DESCRIPTION:
============

Castor is a way to detect similar documents before starting a translation, 
in order to check whenever it makes sense to translate them together using Cyclotis for example.

This is not a translation memory: documents to be stored are unilingual,
and should all be in the same language.

The tool makes suggestions you are free to use or not. After that, documents should be removed
so that they do not appear in a new group.

INSTALLATION:
=============

You must install Postgresql database server, version 8.4 or more.
Create a catalog and run
   sql/tables.sql, as the user which will have write access to the tables;

USAGE:
======
First you should configure the tool using config/castor.yml; package contains some examples.
If you want to use multiple configuration files, option --config-file can be added to scripts.

Use the script cr-import.pl to add a file to the database. The file must be in any format supported by Spongiae
Syntax is described in the file itself

During importation the script will compare new segments with those from previously imported documents
At the end it tells you which documents match the one you just imported, if any

Once a document is translated, unless you keep your project, you should use cr-delete.rb to remove it from the database,
not only to save space but to avoid having it appearing in new grouping suggestions.

Question: why not use Lucene indexes instead of a database?
===========================================================

Documents to be inserted in Castor are supposed to be deleted once they have been translated, using its suggestions or not.
Lucene indexes have poor support for deletions. If we want to use a local database in the future, we should use SQLite instead.

Question: why base the score on exact matches only, not on fuzzy matches?
=========================================================================

Most CAT tools use automatic insertion on 100% matches but not on fuzzy matches. The role of Castor is to detect in which case
your favorite CAT tool would make auto-insertion.

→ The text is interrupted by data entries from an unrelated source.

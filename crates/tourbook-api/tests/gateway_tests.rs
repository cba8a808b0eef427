//! Gateway integration tests
//!
//! Upstream services are real axum servers on ephemeral loopback ports.
//!
//! Author: hephaex@gmail.com

use axum::{
    body::Body,
    extract::State,
    http::{header, HeaderMap, Method, Request, StatusCode, Uri},
    Json, Router,
};
use serde_json::{json, Value};
use std::sync::atomic::{AtomicUsize, Ordering};
use std::sync::Arc;
use tourbook_api::auth::identity::verify_identity_signature;
use tourbook_api::auth::TokenService;
use tourbook_api::test_utils::{
    auth_state_for_testing, create_gateway_router_for_testing, test_config,
};
use tourbook_api::{auth_router, booking_router};
use tourbook_api::state::BookingState;
use tourbook_core::{AppConfig, Identity, Role};
use tower::ServiceExt;

async fn spawn(app: Router) -> String {
    let listener = tokio::net::TcpListener::bind("127.0.0.1:0").await.unwrap();
    let addr = listener.local_addr().unwrap();
    tokio::spawn(async move {
        axum::serve(listener, app).await.unwrap();
    });
    format!("http://{addr}")
}

/// Base URL nothing listens on
async fn dead_url() -> String {
    let listener = tokio::net::TcpListener::bind("127.0.0.1:0").await.unwrap();
    let addr = listener.local_addr().unwrap();
    drop(listener);
    format!("http://{addr}")
}

async fn echo(
    State(hits): State<Arc<AtomicUsize>>,
    method: Method,
    uri: Uri,
    headers: HeaderMap,
    body: String,
) -> Json<Value> {
    hits.fetch_add(1, Ordering::SeqCst);
    let get = |name: &str| headers.get(name).and_then(|v| v.to_str().ok());
    Json(json!({
        "method": method.as_str(),
        "uri": uri.to_string(),
        "body": body,
        "user_id": get("x-user-id"),
        "role": get("x-user-role"),
        "timestamp": get("x-gateway-timestamp"),
        "signature": get("x-gateway-signature"),
        "cookie": get("cookie"),
    }))
}

/// Upstream that reports what it received, and a hit counter
async fn spawn_echo() -> (String, Arc<AtomicUsize>) {
    let hits = Arc::new(AtomicUsize::new(0));
    let app = Router::new().fallback(echo).with_state(hits.clone());
    (spawn(app).await, hits)
}

fn config_with_upstream(base: &str) -> AppConfig {
    let mut config = test_config();
    config.services.auth = base.to_string();
    config.services.user = base.to_string();
    config.services.tour = base.to_string();
    config.services.review = base.to_string();
    config.services.booking = base.to_string();
    config
}

fn access_token(config: &AppConfig, subject: &str, role: Role) -> String {
    TokenService::new(&config.tokens)
        .issue_access_token(&Identity::new(subject, role))
        .unwrap()
}

fn request(method: &str, uri: &str) -> axum::http::request::Builder {
    Request::builder().method(method).uri(uri)
}

async fn send(app: &Router, request: Request<Body>) -> (StatusCode, HeaderMap, Value) {
    let response = app.clone().oneshot(request).await.unwrap();
    let status = response.status();
    let headers = response.headers().clone();
    let body = axum::body::to_bytes(response.into_body(), usize::MAX)
        .await
        .unwrap();
    (status, headers, serde_json::from_slice(&body).unwrap_or(Value::Null))
}

#[tokio::test]
async fn test_protected_route_without_token_is_not_forwarded() {
    let (base, hits) = spawn_echo().await;
    let gateway = create_gateway_router_for_testing(config_with_upstream(&base));

    let (status, _, json) = send(
        &gateway,
        request("GET", "/api/v1/tour/t-1").body(Body::empty()).unwrap(),
    )
    .await;

    assert_eq!(status, StatusCode::UNAUTHORIZED);
    assert_eq!(json["success"], false);
    assert_eq!(hits.load(Ordering::SeqCst), 0);
}

#[tokio::test]
async fn test_forged_identity_headers_are_replaced() {
    let (base, _) = spawn_echo().await;
    let config = config_with_upstream(&base);
    let token = access_token(&config, "u-1", Role::User);
    let gateway = create_gateway_router_for_testing(config);

    let (status, _, json) = send(
        &gateway,
        request("GET", "/api/v1/tour/t-1")
            .header(header::AUTHORIZATION, format!("Bearer {token}"))
            .header("x-user-id", "admin-1")
            .header("x-user-role", "ADMIN")
            .body(Body::empty())
            .unwrap(),
    )
    .await;

    assert_eq!(status, StatusCode::OK);
    assert_eq!(json["user_id"], "u-1");
    assert_eq!(json["role"], "USER");
}

#[tokio::test]
async fn test_forged_headers_without_token_are_rejected() {
    let (base, hits) = spawn_echo().await;
    let gateway = create_gateway_router_for_testing(config_with_upstream(&base));

    let (status, _, _) = send(
        &gateway,
        request("GET", "/api/v1/user/admin-1")
            .header("x-user-id", "admin-1")
            .header("x-user-role", "ADMIN")
            .body(Body::empty())
            .unwrap(),
    )
    .await;

    assert_eq!(status, StatusCode::UNAUTHORIZED);
    assert_eq!(hits.load(Ordering::SeqCst), 0);
}

#[tokio::test]
async fn test_public_route_forwards_without_identity() {
    let (base, _) = spawn_echo().await;
    let gateway = create_gateway_router_for_testing(config_with_upstream(&base));

    let (status, _, json) = send(
        &gateway,
        request("POST", "/api/v1/auth/login?next=%2Fhome")
            .header(header::CONTENT_TYPE, "application/json")
            .header("x-user-id", "admin-1")
            .header("x-user-role", "ADMIN")
            .body(Body::from(r#"{"username":"alice"}"#))
            .unwrap(),
    )
    .await;

    assert_eq!(status, StatusCode::OK);
    assert_eq!(json["method"], "POST");
    assert_eq!(json["uri"], "/api/v1/auth/login?next=%2Fhome");
    assert_eq!(json["body"], r#"{"username":"alice"}"#);
    assert!(json["user_id"].is_null());
    assert!(json["role"].is_null());
}

#[tokio::test]
async fn test_cookie_token_is_forwarded_with_identity() {
    let (base, _) = spawn_echo().await;
    let config = config_with_upstream(&base);
    let token = access_token(&config, "u-7", Role::Admin);
    let gateway = create_gateway_router_for_testing(config);
    let cookie = format!("accessToken={token}");

    let (status, _, json) = send(
        &gateway,
        request("GET", "/api/v1/review/tour/t-1")
            .header(header::COOKIE, &cookie)
            .body(Body::empty())
            .unwrap(),
    )
    .await;

    assert_eq!(status, StatusCode::OK);
    assert_eq!(json["user_id"], "u-7");
    assert_eq!(json["role"], "ADMIN");
    assert_eq!(json["cookie"], cookie);
    assert!(json["signature"].is_null());
}

#[tokio::test]
async fn test_identity_headers_are_signed_with_shared_secret() {
    let (base, _) = spawn_echo().await;
    let mut config = config_with_upstream(&base);
    config.identity.gateway_secret = Some("hop-secret".to_string());
    let token = access_token(&config, "u-1", Role::User);
    let gateway = create_gateway_router_for_testing(config);

    let (status, _, json) = send(
        &gateway,
        request("GET", "/api/v1/booking/b-1")
            .header(header::AUTHORIZATION, format!("Bearer {token}"))
            .body(Body::empty())
            .unwrap(),
    )
    .await;

    assert_eq!(status, StatusCode::OK);
    let timestamp: i64 = json["timestamp"].as_str().unwrap().parse().unwrap();
    let signature = json["signature"].as_str().unwrap();
    assert!(verify_identity_signature(
        "hop-secret",
        "u-1",
        "USER",
        timestamp,
        signature
    ));
    assert!(!verify_identity_signature(
        "other-secret",
        "u-1",
        "USER",
        timestamp,
        signature
    ));
}

#[tokio::test]
async fn test_session_route() {
    let (base, hits) = spawn_echo().await;
    let config = config_with_upstream(&base);
    let token = access_token(&config, "u-1", Role::User);
    let gateway = create_gateway_router_for_testing(config);

    let (status, _, json) = send(
        &gateway,
        request("GET", "/api/v1/session")
            .header(header::AUTHORIZATION, format!("Bearer {token}"))
            .body(Body::empty())
            .unwrap(),
    )
    .await;
    assert_eq!(status, StatusCode::OK);
    assert_eq!(json["data"]["subject_id"], "u-1");
    assert_eq!(json["data"]["role"], "USER");

    let (status, _, _) = send(
        &gateway,
        request("GET", "/api/v1/session").body(Body::empty()).unwrap(),
    )
    .await;
    assert_eq!(status, StatusCode::UNAUTHORIZED);
    assert_eq!(hits.load(Ordering::SeqCst), 0);
}

#[tokio::test]
async fn test_unreachable_upstream_is_bad_gateway() {
    let config = config_with_upstream(&dead_url().await);
    let token = access_token(&config, "u-1", Role::User);
    let gateway = create_gateway_router_for_testing(config);

    let (status, _, json) = send(
        &gateway,
        request("GET", "/api/v1/tour/t-1")
            .header(header::AUTHORIZATION, format!("Bearer {token}"))
            .body(Body::empty())
            .unwrap(),
    )
    .await;

    assert_eq!(status, StatusCode::BAD_GATEWAY);
    assert_eq!(json["error"], "SERVICE_UNAVAILABLE");
}

#[tokio::test]
async fn test_oversized_body_is_rejected_before_forwarding() {
    let (base, hits) = spawn_echo().await;
    let mut config = config_with_upstream(&base);
    config.server.max_body_size = 16;
    let gateway = create_gateway_router_for_testing(config);

    let (status, _, json) = send(
        &gateway,
        request("POST", "/api/v1/auth/register")
            .header(header::CONTENT_TYPE, "application/json")
            .body(Body::from("x".repeat(64)))
            .unwrap(),
    )
    .await;

    assert_eq!(status, StatusCode::PAYLOAD_TOO_LARGE);
    assert_eq!(json["error"], "PAYLOAD_TOO_LARGE");
    assert_eq!(hits.load(Ordering::SeqCst), 0);
}

#[tokio::test]
async fn test_unknown_prefix_is_not_found() {
    let (base, hits) = spawn_echo().await;
    let gateway = create_gateway_router_for_testing(config_with_upstream(&base));

    let (status, _, _) = send(
        &gateway,
        request("GET", "/internal/metrics").body(Body::empty()).unwrap(),
    )
    .await;

    assert_eq!(status, StatusCode::NOT_FOUND);
    assert_eq!(hits.load(Ordering::SeqCst), 0);
}

#[tokio::test]
async fn test_openapi_spec_available() {
    let (base, _) = spawn_echo().await;
    let gateway = create_gateway_router_for_testing(config_with_upstream(&base));

    let (status, _, json) = send(
        &gateway,
        request("GET", "/api-docs/openapi.json").body(Body::empty()).unwrap(),
    )
    .await;

    assert_eq!(status, StatusCode::OK);
    assert!(json["openapi"].is_string());
    assert!(json["paths"]["/api/v1/auth/login"].is_object());
    assert!(json["paths"]["/api/v1/booking/{id}"].is_object());
}

/// Gateway in front of the real booking service
#[tokio::test]
async fn test_booking_through_gateway() {
    let mut config = test_config();
    config.identity.gateway_secret = Some("hop-secret".to_string());

    let booking_base = spawn(booking_router(Arc::new(BookingState::new(config.clone())))).await;
    let mut gateway_config = config.clone();
    gateway_config.services.booking = booking_base;
    let gateway = create_gateway_router_for_testing(gateway_config.clone());

    let alice = access_token(&gateway_config, "u-alice", Role::User);
    let bob = access_token(&gateway_config, "u-bob", Role::User);

    let (status, _, json) = send(
        &gateway,
        request("POST", "/api/v1/booking")
            .header(header::AUTHORIZATION, format!("Bearer {alice}"))
            .header(header::CONTENT_TYPE, "application/json")
            .body(Body::from(
                json!({
                    "tour_id": "t-1",
                    "full_name": "Alice Doe",
                    "guest_size": 3,
                    "phone": "+351 900 000",
                    "book_at": "2026-11-01T09:00:00Z"
                })
                .to_string(),
            ))
            .unwrap(),
    )
    .await;
    assert_eq!(status, StatusCode::CREATED, "{json}");
    assert_eq!(json["data"]["user_id"], "u-alice");
    let uri = format!("/api/v1/booking/{}", json["data"]["id"].as_str().unwrap());

    let (status, _, _) = send(
        &gateway,
        request("GET", &uri)
            .header(header::AUTHORIZATION, format!("Bearer {alice}"))
            .body(Body::empty())
            .unwrap(),
    )
    .await;
    assert_eq!(status, StatusCode::OK);

    let (status, _, _) = send(
        &gateway,
        request("GET", &uri)
            .header(header::AUTHORIZATION, format!("Bearer {bob}"))
            .body(Body::empty())
            .unwrap(),
    )
    .await;
    assert_eq!(status, StatusCode::FORBIDDEN);

    let (status, _, _) = send(
        &gateway,
        request("GET", &uri).body(Body::empty()).unwrap(),
    )
    .await;
    assert_eq!(status, StatusCode::UNAUTHORIZED);
}

/// Gateway in front of the real auth service, with signed identity headers
#[tokio::test]
async fn test_end_to_end_through_gateway() {
    let mut config = test_config();
    config.identity.gateway_secret = Some("hop-secret".to_string());

    let auth_base = spawn(auth_router(auth_state_for_testing(config.clone()))).await;
    let mut gateway_config = config.clone();
    gateway_config.services.auth = auth_base.clone();
    gateway_config.services.user = auth_base;
    let gateway = create_gateway_router_for_testing(gateway_config);

    let (status, _, json) = send(
        &gateway,
        request("POST", "/api/v1/auth/register")
            .header(header::CONTENT_TYPE, "application/json")
            .body(Body::from(
                json!({ "username": "alice", "email": "a@x.com", "password": "Secret123" })
                    .to_string(),
            ))
            .unwrap(),
    )
    .await;
    assert_eq!(status, StatusCode::CREATED, "{json}");
    let alice_id = json["data"]["id"].as_str().unwrap().to_string();

    let (status, headers, _) = send(
        &gateway,
        request("POST", "/api/v1/auth/login")
            .header(header::CONTENT_TYPE, "application/json")
            .body(Body::from(
                json!({ "username": "alice", "password": "Secret123" }).to_string(),
            ))
            .unwrap(),
    )
    .await;
    assert_eq!(status, StatusCode::OK);
    assert_eq!(headers.get_all(header::SET_COOKIE).iter().count(), 2);

    let cookie = headers
        .get_all(header::SET_COOKIE)
        .iter()
        .filter_map(|v| v.to_str().ok())
        .filter_map(|v| v.split(';').next())
        .collect::<Vec<_>>()
        .join("; ");

    let (status, _, json) = send(
        &gateway,
        request("GET", &format!("/api/v1/user/{alice_id}"))
            .header(header::COOKIE, &cookie)
            .body(Body::empty())
            .unwrap(),
    )
    .await;
    assert_eq!(status, StatusCode::OK);
    assert_eq!(json["data"]["username"], "alice");

    // The service refuses unsigned identity headers when a secret is set
    let direct = auth_router(auth_state_for_testing(config));
    let (status, _, _) = send(
        &direct,
        request("GET", "/api/v1/auth/me")
            .header("x-user-id", &alice_id)
            .header("x-user-role", "ADMIN")
            .body(Body::empty())
            .unwrap(),
    )
    .await;
    assert_eq!(status, StatusCode::UNAUTHORIZED);
}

Even if functions like levenstein distance are by definition symetric, once calculated on all segments the symetry may be broken:
since we do not consider all matches but only the best ones, the list of matches of document B in document A may differ from the list
of matches of document A in document B. As a result the score may become asymetric and it is difficult to set a correct acceptation
criteria.

This possibility will be studied in the future but for the moment, symetric 100% matches seem to be the best.

LICENSE
========

Please read the file LICENSE for the very last version of conditions applied to this code.